***** Input data *****
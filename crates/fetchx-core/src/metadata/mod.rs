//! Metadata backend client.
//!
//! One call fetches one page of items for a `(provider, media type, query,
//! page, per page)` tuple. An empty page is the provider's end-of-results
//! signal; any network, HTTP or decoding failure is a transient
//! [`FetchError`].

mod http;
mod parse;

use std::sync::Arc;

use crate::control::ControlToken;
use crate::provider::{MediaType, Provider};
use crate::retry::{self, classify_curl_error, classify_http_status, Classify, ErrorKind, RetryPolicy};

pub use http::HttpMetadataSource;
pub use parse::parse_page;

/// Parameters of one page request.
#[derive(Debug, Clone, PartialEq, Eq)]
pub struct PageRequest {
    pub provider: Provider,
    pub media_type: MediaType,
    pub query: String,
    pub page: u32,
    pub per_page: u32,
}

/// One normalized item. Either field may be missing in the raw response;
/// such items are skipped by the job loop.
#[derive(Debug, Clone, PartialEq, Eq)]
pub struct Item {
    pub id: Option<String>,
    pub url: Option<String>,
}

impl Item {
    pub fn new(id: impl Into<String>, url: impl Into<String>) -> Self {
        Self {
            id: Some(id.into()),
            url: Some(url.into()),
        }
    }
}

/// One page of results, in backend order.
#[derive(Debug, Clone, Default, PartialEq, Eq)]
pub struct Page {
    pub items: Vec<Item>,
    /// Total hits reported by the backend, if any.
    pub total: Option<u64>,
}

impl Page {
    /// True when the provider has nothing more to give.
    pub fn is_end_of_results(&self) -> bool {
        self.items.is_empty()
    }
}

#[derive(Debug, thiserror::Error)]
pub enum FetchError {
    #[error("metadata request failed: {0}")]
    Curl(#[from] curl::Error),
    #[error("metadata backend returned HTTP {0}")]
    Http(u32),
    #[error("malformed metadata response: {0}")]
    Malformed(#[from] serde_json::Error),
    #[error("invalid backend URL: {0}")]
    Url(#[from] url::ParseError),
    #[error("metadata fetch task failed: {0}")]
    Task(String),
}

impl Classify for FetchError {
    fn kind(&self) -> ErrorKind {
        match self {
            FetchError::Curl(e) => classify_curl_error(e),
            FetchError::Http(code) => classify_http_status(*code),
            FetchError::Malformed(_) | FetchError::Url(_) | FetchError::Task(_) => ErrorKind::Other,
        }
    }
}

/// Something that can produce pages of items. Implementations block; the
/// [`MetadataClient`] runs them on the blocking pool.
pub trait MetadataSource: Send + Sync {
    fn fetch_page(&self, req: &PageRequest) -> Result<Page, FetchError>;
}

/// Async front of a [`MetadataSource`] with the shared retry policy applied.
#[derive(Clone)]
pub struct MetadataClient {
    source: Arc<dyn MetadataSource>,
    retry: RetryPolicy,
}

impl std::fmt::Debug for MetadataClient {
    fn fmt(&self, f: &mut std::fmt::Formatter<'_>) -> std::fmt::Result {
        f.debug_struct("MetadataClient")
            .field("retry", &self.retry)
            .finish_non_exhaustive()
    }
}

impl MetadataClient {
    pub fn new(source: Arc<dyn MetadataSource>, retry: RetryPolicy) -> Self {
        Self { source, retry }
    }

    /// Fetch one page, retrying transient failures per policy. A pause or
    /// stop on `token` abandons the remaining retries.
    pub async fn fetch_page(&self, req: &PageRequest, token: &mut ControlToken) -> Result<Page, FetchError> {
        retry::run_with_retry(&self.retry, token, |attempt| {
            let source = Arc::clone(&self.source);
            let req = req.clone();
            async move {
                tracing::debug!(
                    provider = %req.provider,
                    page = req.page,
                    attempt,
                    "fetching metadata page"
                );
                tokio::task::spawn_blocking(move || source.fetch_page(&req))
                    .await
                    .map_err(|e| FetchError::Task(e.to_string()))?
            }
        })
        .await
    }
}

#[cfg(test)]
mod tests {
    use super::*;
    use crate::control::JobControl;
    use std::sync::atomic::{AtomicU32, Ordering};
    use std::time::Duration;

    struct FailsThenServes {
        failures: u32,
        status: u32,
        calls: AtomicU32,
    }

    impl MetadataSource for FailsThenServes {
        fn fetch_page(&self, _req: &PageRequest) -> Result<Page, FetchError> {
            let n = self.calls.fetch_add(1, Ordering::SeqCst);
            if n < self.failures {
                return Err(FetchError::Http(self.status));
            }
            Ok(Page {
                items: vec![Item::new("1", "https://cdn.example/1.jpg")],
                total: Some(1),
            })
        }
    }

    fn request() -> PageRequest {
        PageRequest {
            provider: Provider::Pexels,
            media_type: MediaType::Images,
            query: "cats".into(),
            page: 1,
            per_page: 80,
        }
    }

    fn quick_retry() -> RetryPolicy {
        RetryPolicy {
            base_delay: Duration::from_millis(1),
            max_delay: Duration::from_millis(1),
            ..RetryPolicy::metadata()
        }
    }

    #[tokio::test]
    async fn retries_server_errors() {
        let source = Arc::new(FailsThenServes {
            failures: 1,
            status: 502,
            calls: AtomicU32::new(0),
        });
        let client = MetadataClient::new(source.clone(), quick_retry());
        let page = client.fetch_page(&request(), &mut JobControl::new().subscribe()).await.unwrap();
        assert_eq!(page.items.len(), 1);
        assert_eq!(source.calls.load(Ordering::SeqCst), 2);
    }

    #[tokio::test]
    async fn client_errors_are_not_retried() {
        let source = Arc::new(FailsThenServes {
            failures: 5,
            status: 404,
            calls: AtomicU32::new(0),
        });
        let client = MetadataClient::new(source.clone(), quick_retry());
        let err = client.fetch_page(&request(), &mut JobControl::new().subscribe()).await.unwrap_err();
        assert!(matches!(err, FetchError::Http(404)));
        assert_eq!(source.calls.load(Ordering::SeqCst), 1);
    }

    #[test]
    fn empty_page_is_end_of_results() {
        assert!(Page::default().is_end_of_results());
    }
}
*****
***** Input data *****
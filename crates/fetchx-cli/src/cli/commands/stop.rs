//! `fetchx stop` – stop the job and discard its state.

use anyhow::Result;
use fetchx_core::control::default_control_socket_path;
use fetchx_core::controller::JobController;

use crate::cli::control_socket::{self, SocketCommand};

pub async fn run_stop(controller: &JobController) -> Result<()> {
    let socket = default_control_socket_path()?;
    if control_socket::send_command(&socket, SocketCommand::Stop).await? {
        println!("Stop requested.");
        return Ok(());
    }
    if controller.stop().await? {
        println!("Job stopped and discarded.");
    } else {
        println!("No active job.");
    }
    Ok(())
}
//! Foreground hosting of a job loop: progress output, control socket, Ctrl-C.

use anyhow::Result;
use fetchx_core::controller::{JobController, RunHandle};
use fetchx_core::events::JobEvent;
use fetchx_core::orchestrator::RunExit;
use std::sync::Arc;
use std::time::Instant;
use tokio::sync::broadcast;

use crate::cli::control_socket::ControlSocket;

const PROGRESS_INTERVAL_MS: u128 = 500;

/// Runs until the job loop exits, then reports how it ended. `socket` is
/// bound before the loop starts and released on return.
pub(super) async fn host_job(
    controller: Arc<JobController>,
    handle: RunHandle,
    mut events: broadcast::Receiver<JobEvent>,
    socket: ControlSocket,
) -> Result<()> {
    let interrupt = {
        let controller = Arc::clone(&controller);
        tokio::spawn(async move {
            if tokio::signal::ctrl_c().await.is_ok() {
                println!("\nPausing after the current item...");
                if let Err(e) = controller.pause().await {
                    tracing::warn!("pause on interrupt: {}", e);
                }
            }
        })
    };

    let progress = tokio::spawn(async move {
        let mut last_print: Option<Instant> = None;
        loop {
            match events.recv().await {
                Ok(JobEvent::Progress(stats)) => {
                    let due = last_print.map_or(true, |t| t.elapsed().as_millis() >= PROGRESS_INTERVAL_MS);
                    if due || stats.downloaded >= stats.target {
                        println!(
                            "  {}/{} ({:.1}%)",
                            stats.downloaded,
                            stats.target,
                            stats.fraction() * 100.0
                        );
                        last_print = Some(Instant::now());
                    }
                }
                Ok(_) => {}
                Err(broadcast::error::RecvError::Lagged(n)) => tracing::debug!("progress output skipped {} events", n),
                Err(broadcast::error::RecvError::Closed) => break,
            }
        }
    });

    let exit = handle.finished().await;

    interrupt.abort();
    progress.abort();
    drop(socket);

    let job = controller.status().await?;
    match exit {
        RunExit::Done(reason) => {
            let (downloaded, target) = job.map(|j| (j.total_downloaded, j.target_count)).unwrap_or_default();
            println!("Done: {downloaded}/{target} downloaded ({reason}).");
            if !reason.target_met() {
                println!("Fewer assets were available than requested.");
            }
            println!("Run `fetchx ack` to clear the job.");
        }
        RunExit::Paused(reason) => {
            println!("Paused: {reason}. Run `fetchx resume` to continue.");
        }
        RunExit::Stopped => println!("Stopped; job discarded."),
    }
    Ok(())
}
*****
***** Input data *****
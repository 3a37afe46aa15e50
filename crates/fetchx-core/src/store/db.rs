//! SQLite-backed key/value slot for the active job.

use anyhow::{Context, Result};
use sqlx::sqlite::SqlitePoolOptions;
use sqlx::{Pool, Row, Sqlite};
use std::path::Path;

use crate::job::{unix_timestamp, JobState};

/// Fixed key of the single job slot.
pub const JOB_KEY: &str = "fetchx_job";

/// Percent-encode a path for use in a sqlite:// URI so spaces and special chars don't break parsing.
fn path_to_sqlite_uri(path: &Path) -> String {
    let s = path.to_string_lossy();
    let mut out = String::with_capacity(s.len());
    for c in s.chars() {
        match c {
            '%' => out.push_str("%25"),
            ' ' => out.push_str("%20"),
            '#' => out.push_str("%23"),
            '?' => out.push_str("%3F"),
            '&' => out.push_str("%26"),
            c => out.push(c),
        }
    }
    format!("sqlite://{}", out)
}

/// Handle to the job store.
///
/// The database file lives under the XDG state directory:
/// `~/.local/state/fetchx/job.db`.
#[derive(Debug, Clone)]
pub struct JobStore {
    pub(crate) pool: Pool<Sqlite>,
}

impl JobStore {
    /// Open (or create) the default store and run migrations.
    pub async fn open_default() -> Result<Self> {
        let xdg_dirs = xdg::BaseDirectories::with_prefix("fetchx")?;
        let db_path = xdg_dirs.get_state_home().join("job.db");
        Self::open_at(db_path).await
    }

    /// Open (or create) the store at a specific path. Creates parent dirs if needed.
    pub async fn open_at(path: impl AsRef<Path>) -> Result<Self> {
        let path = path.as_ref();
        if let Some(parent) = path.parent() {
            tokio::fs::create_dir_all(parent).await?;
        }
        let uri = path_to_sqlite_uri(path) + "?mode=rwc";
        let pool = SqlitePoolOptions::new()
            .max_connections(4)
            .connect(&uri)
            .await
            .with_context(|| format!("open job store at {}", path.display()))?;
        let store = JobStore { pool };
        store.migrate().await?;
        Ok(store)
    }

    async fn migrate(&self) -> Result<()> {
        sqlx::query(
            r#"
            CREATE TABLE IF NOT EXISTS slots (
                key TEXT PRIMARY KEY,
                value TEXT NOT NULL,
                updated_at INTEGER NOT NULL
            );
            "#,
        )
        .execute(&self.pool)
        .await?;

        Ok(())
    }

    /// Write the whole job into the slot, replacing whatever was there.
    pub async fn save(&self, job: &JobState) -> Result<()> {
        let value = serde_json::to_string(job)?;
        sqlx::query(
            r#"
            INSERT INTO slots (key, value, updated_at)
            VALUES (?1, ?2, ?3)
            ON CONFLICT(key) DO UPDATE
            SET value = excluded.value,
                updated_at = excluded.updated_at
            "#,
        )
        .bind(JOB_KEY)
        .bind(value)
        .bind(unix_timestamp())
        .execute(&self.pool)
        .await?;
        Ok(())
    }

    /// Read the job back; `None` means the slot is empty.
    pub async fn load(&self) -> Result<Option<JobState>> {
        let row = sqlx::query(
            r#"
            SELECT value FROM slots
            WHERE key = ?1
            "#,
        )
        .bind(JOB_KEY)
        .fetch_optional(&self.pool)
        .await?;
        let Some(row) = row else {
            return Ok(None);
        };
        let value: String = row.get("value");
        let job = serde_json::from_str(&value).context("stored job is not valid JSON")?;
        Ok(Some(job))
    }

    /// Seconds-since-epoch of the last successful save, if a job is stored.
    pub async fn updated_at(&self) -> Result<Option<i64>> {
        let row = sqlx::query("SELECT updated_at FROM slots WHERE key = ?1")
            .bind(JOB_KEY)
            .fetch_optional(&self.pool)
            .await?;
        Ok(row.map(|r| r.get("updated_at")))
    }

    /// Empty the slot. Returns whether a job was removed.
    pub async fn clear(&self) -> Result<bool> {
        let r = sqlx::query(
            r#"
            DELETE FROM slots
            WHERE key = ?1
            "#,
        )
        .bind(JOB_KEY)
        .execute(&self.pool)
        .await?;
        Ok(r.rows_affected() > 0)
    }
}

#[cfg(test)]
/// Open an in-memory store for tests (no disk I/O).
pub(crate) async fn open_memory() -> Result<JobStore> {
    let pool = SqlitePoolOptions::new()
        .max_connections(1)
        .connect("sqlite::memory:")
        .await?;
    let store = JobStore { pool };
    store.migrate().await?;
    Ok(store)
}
*****
Write out exactly the lines above between the line with "Metadata backend client." and the line with "impl Classify for", inclusive, and nothing beyond them.

//! Metadata backend client.
//!
//! One call fetches one page of items for a `(provider, media type, query,
//! page, per page)` tuple. An empty page is the provider's end-of-results
//! signal; any network, HTTP or decoding failure is a transient
//! [`FetchError`].

mod http;
mod parse;

use std::sync::Arc;

use crate::control::ControlToken;
use crate::provider::{MediaType, Provider};
use crate::retry::{self, classify_curl_error, classify_http_status, Classify, ErrorKind, RetryPolicy};

pub use http::HttpMetadataSource;
pub use parse::parse_page;

/// Parameters of one page request.
#[derive(Debug, Clone, PartialEq, Eq)]
pub struct PageRequest {
    pub provider: Provider,
    pub media_type: MediaType,
    pub query: String,
    pub page: u32,
    pub per_page: u32,
}

/// One normalized item. Either field may be missing in the raw response;
/// such items are skipped by the job loop.
#[derive(Debug, Clone, PartialEq, Eq)]
pub struct Item {
    pub id: Option<String>,
    pub url: Option<String>,
}

impl Item {
    pub fn new(id: impl Into<String>, url: impl Into<String>) -> Self {
        Self {
            id: Some(id.into()),
            url: Some(url.into()),
        }
    }
}

/// One page of results, in backend order.
#[derive(Debug, Clone, Default, PartialEq, Eq)]
pub struct Page {
    pub items: Vec<Item>,
    /// Total hits reported by the backend, if any.
    pub total: Option<u64>,
}

impl Page {
    /// True when the provider has nothing more to give.
    pub fn is_end_of_results(&self) -> bool {
        self.items.is_empty()
    }
}

#[derive(Debug, thiserror::Error)]
pub enum FetchError {
    #[error("metadata request failed: {0}")]
    Curl(#[from] curl::Error),
    #[error("metadata backend returned HTTP {0}")]
    Http(u32),
    #[error("malformed metadata response: {0}")]
    Malformed(#[from] serde_json::Error),
    #[error("invalid backend URL: {0}")]
    Url(#[from] url::ParseError),
    #[error("metadata fetch task failed: {0}")]
    Task(String),
}

impl Classify for FetchError {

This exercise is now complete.